• Exercise: In the data below, find every line that has the string "DVector", and copy it.

• Material supplied:
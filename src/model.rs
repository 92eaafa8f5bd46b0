//! The structural model container and its assemble-solve-recover pipeline

use std::collections::HashMap;
use std::time::Instant;

use serde::{Deserialize, Serialize};

use crate::analysis::{AnalysisStatus, SolveOptions};
use crate::assembler;
use crate::elements::{Element, Node, Support};
use crate::error::{StructureError, StructureResult};
use crate::loads::{FramePointLoad, FrameTrapezoidalLoad, FrameUniformLoad, NodalLoad};
use crate::math::{self, Mat6};
use nalgebra::DVector;

/// A two-node element together with the node names it connects and the
/// member loads attached to it. The connectivity lives here rather than on
/// [`Element`] itself, mirroring the way a node's own loads live on [`Node`]
/// rather than in a side table.
#[derive(Debug, Clone, Serialize, Deserialize)]
pub struct Member {
    pub i_node: String,
    pub j_node: String,
    pub element: Element,
    #[serde(default)]
    pub point_loads: Vec<FramePointLoad>,
    #[serde(default)]
    pub uniform_loads: Vec<FrameUniformLoad>,
    #[serde(default)]
    pub trapezoidal_loads: Vec<FrameTrapezoidalLoad>,
}

impl Member {
    fn new(i_node: &str, j_node: &str, element: Element) -> Self {
        Self {
            i_node: i_node.to_string(),
            j_node: j_node.to_string(),
            element,
            point_loads: Vec::new(),
            uniform_loads: Vec::new(),
            trapezoidal_loads: Vec::new(),
        }
    }
}

/// A planar frame/truss structure and the one-shot linear-static solve
/// pipeline over it.
///
/// Node and element connectivity is resolved through string names rather
/// than shared pointers: a [`Member`] refers to its nodes by name, and the
/// post-processor looks elements and nodes back up by name rather than
/// walking an owned reference graph.
#[derive(Debug, Clone, Serialize, Deserialize)]
pub struct Structure {
    node_order: Vec<String>,
    nodes: HashMap<String, Node>,
    member_order: Vec<String>,
    members: HashMap<String, Member>,
    selected_load_cases: Vec<String>,

    #[serde(skip)]
    status: AnalysisStatus,
    #[serde(skip)]
    ndof: usize,
    #[serde(skip)]
    total_dof: usize,
    #[serde(skip)]
    pub(crate) displacements: HashMap<String, DVector<f64>>,
    #[serde(skip)]
    pub(crate) element_fer: HashMap<String, HashMap<String, [f64; 6]>>,
}

impl Default for Structure {
    fn default() -> Self {
        Self::new()
    }
}

impl Structure {
    pub fn new() -> Self {
        Self {
            node_order: Vec::new(),
            nodes: HashMap::new(),
            member_order: Vec::new(),
            members: HashMap::new(),
            selected_load_cases: Vec::new(),
            status: AnalysisStatus::NotRun,
            ndof: 0,
            total_dof: 0,
            displacements: HashMap::new(),
            element_fer: HashMap::new(),
        }
    }

    // ------------------------------------------------------------------
    // Model building
    // ------------------------------------------------------------------

    pub fn add_node(&mut self, name: &str, node: Node) -> StructureResult<()> {
        if self.nodes.contains_key(name) {
            return Err(StructureError::DuplicateName(name.to_string()));
        }
        self.node_order.push(name.to_string());
        self.nodes.insert(name.to_string(), node);
        self.status = AnalysisStatus::NotRun;
        Ok(())
    }

    pub fn add_element(&mut self, name: &str, i_node: &str, j_node: &str, element: Element) -> StructureResult<()> {
        if !self.nodes.contains_key(i_node) {
            return Err(StructureError::NodeNotFound(i_node.to_string()));
        }
        if !self.nodes.contains_key(j_node) {
            return Err(StructureError::NodeNotFound(j_node.to_string()));
        }
        if self.members.contains_key(name) {
            return Err(StructureError::DuplicateName(name.to_string()));
        }
        self.member_order.push(name.to_string());
        self.members.insert(name.to_string(), Member::new(i_node, j_node, element));
        self.status = AnalysisStatus::NotRun;
        Ok(())
    }

    pub fn set_support(&mut self, node_name: &str, support: Support) -> StructureResult<()> {
        let node = self.nodes.get_mut(node_name).ok_or_else(|| StructureError::NodeNotFound(node_name.to_string()))?;
        node.support = Some(support);
        self.status = AnalysisStatus::NotRun;
        Ok(())
    }

    pub fn set_spring(&mut self, node_name: &str, spring: crate::math::Mat3) -> StructureResult<()> {
        let node = self.nodes.get_mut(node_name).ok_or_else(|| StructureError::NodeNotFound(node_name.to_string()))?;
        node.spring = Some(spring);
        self.status = AnalysisStatus::NotRun;
        Ok(())
    }

    pub fn add_nodal_load(&mut self, node_name: &str, load: NodalLoad) -> StructureResult<()> {
        if load.direction == crate::loads::Direction::Local {
            return Err(StructureError::InvalidInput(
                "nodal loads have no local frame to resolve against - use Direction::Global".to_string(),
            ));
        }
        let node = self.nodes.get_mut(node_name).ok_or_else(|| StructureError::NodeNotFound(node_name.to_string()))?;
        node.nodal_loads.push(load);
        self.status = AnalysisStatus::NotRun;
        Ok(())
    }

    pub fn add_support_displacement(&mut self, node_name: &str, load: crate::loads::SupportDisplacementLoad) -> StructureResult<()> {
        let node = self.nodes.get_mut(node_name).ok_or_else(|| StructureError::NodeNotFound(node_name.to_string()))?;
        node.support_displacements.push(load);
        self.status = AnalysisStatus::NotRun;
        Ok(())
    }

    pub fn add_point_load(&mut self, element_name: &str, load: FramePointLoad) -> StructureResult<()> {
        let member = self
            .members
            .get_mut(element_name)
            .ok_or_else(|| StructureError::ElementNotFound(element_name.to_string()))?;
        member.point_loads.push(load);
        self.status = AnalysisStatus::NotRun;
        Ok(())
    }

    pub fn add_uniform_load(&mut self, element_name: &str, load: FrameUniformLoad) -> StructureResult<()> {
        let member = self
            .members
            .get_mut(element_name)
            .ok_or_else(|| StructureError::ElementNotFound(element_name.to_string()))?;
        member.uniform_loads.push(load);
        self.status = AnalysisStatus::NotRun;
        Ok(())
    }

    pub fn add_trapezoidal_load(&mut self, element_name: &str, load: FrameTrapezoidalLoad) -> StructureResult<()> {
        let member = self
            .members
            .get_mut(element_name)
            .ok_or_else(|| StructureError::ElementNotFound(element_name.to_string()))?;
        member.trapezoidal_loads.push(load);
        self.status = AnalysisStatus::NotRun;
        Ok(())
    }

    /// Select a load case to be solved by the next [`solve`](Self::solve)
    /// call that doesn't explicitly override its case list. Selecting the
    /// same case twice is a no-op.
    pub fn select_load_case(&mut self, name: &str) {
        if !self.selected_load_cases.iter().any(|c| c == name) {
            self.selected_load_cases.push(name.to_string());
        }
        self.status = AnalysisStatus::NotRun;
    }

    // ------------------------------------------------------------------
    // Accessors used by the assembler and post-processor
    // ------------------------------------------------------------------

    pub fn node(&self, name: &str) -> StructureResult<&Node> {
        self.nodes.get(name).ok_or_else(|| StructureError::NodeNotFound(name.to_string()))
    }

    pub fn element(&self, name: &str) -> StructureResult<&Member> {
        self.members.get(name).ok_or_else(|| StructureError::ElementNotFound(name.to_string()))
    }

    pub fn nodes_iter(&self) -> impl Iterator<Item = (&String, &Node)> {
        self.node_order.iter().map(move |name| (name, &self.nodes[name]))
    }

    pub fn members_iter(&self) -> impl Iterator<Item = (&String, &Member)> {
        self.member_order.iter().map(move |name| (name, &self.members[name]))
    }

    pub fn status(&self) -> AnalysisStatus {
        self.status
    }

    pub fn ndof(&self) -> usize {
        self.ndof
    }

    pub fn total_dof(&self) -> usize {
        self.total_dof
    }

    /// Elements incident on `node_name`, in element-insertion order.
    pub fn incident_elements<'a, 'b>(
        &'a self,
        node_name: &'b str,
    ) -> impl Iterator<Item = (&'a String, &'a Member)> + 'b
    where
        'a: 'b,
    {
        self.members_iter().filter(move |(_, m)| m.i_node == node_name || m.j_node == node_name)
    }

    // ------------------------------------------------------------------
    // Solve
    // ------------------------------------------------------------------

    pub fn solve(&mut self, options: SolveOptions) -> StructureResult<()> {
        let cases = match &options.load_cases {
            Some(cases) => cases.clone(),
            None => self.selected_load_cases.clone(),
        };
        if cases.is_empty() {
            self.status = AnalysisStatus::Failure;
            return Err(StructureError::NoLoadCases);
        }

        let started = Instant::now();
        if options.log {
            log::info!("solve start: {} load case(s) selected", cases.len());
        }

        let numbering = crate::dof_numberer::number_dofs(&self.node_order, &self.nodes);
        self.ndof = numbering.ndof;
        self.total_dof = numbering.total;
        for (name, dof) in &numbering.dof {
            self.nodes.get_mut(name).unwrap().dof = Some(*dof);
        }

        if options.log {
            log::info!("solve start: {} equation(s)", self.ndof);
        }

        let result = self.run_solve(&cases, &options);

        match &result {
            Ok(()) => {
                self.status = AnalysisStatus::Successful;
                if options.log {
                    log::info!(
                        "solve end: status=Successful, elapsed={:?}",
                        started.elapsed()
                    );
                }
            }
            Err(_) => {
                self.status = AnalysisStatus::Failure;
                if options.log {
                    log::info!("solve end: status=Failure, elapsed={:?}", started.elapsed());
                }
            }
        }

        result
    }

    fn run_solve(&mut self, cases: &[String], options: &SolveOptions) -> StructureResult<()> {
        let assembly = assembler::assemble(&*self, cases)?;
        self.displacements = crate::solver::solve_cases(&*self, &assembly, cases, options)?;
        self.element_fer = assembly.element_fer;
        Ok(())
    }

    /// Raw per-case global displacement at a node's three DOFs. Local end
    /// forces and reactions are computed by the post-processor, not here;
    /// this is exposed so it can reach the solved displacement vector.
    pub(crate) fn node_global_displacement(&self, node_name: &str, case: &str) -> StructureResult<[f64; 3]> {
        let node = self.node(node_name)?;
        let dof = node.dof().ok_or(StructureError::NotAnalyzed)?;
        let d = self
            .displacements
            .get(case)
            .ok_or_else(|| StructureError::LoadCaseNotFound(case.to_string()))?;
        Ok([d[dof[0]], d[dof[1]], d[dof[2]]])
    }

    pub(crate) fn element_transform(&self, member: &Member) -> StructureResult<(Mat6, f64)> {
        let i_node = self.node(&member.i_node)?;
        let j_node = self.node(&member.j_node)?;
        let length = i_node.distance_to(j_node);
        Ok((math::frame_transformation_matrix(i_node.coords(), j_node.coords()), length))
    }
}

#[cfg(test)]
mod tests {
    use super::*;
    use crate::elements::FrameElement;
    use approx::assert_relative_eq;

    fn cantilever() -> Structure {
        let mut s = Structure::new();
        s.add_node("N1", Node::new(0.0, 0.0)).unwrap();
        s.add_node("N2", Node::new(5.0, 0.0)).unwrap();
        s.add_element("M1", "N1", "N2", Element::Frame(FrameElement::new(200e9, 0.01, 1e-4)))
            .unwrap();
        s.set_support("N1", Support::fixed()).unwrap();
        s
    }

    #[test]
    fn duplicate_node_name_errors() {
        let mut s = cantilever();
        let err = s.add_node("N1", Node::new(1.0, 1.0)).unwrap_err();
        assert!(matches!(err, StructureError::DuplicateName(_)));
    }

    #[test]
    fn local_direction_nodal_load_is_rejected() {
        let mut s = cantilever();
        let err = s
            .add_nodal_load("N2", NodalLoad::new(1.0, 0.0, 0.0, crate::loads::Direction::Local, "Case 1"))
            .unwrap_err();
        assert!(matches!(err, StructureError::InvalidInput(_)));
    }

    #[test]
    fn solve_with_no_load_cases_fails() {
        let mut s = cantilever();
        let err = s.solve(SolveOptions::default()).unwrap_err();
        assert!(matches!(err, StructureError::NoLoadCases));
        assert_eq!(s.status(), AnalysisStatus::Failure);
    }

    #[test]
    fn cantilever_tip_load_matches_closed_form() {
        let mut s = cantilever();
        s.add_nodal_load("N2", NodalLoad::fy(-10_000.0, "Case 1")).unwrap();
        s.select_load_case("Case 1");
        s.solve(SolveOptions::default().with_logging(false)).unwrap();

        let disp = s.node_global_displacement("N2", "Case 1").unwrap();
        let e = 200e9;
        let iz = 1e-4;
        let length: f64 = 5.0;
        let expected = -10_000.0 * length.powi(3) / (3.0 * e * iz);
        assert_relative_eq!(disp[1], expected, epsilon = 1e-9);
    }
}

• Output of the task:
use nalgebra::DVector;
    pub(crate) displacements: HashMap<String, DVector<f64>>,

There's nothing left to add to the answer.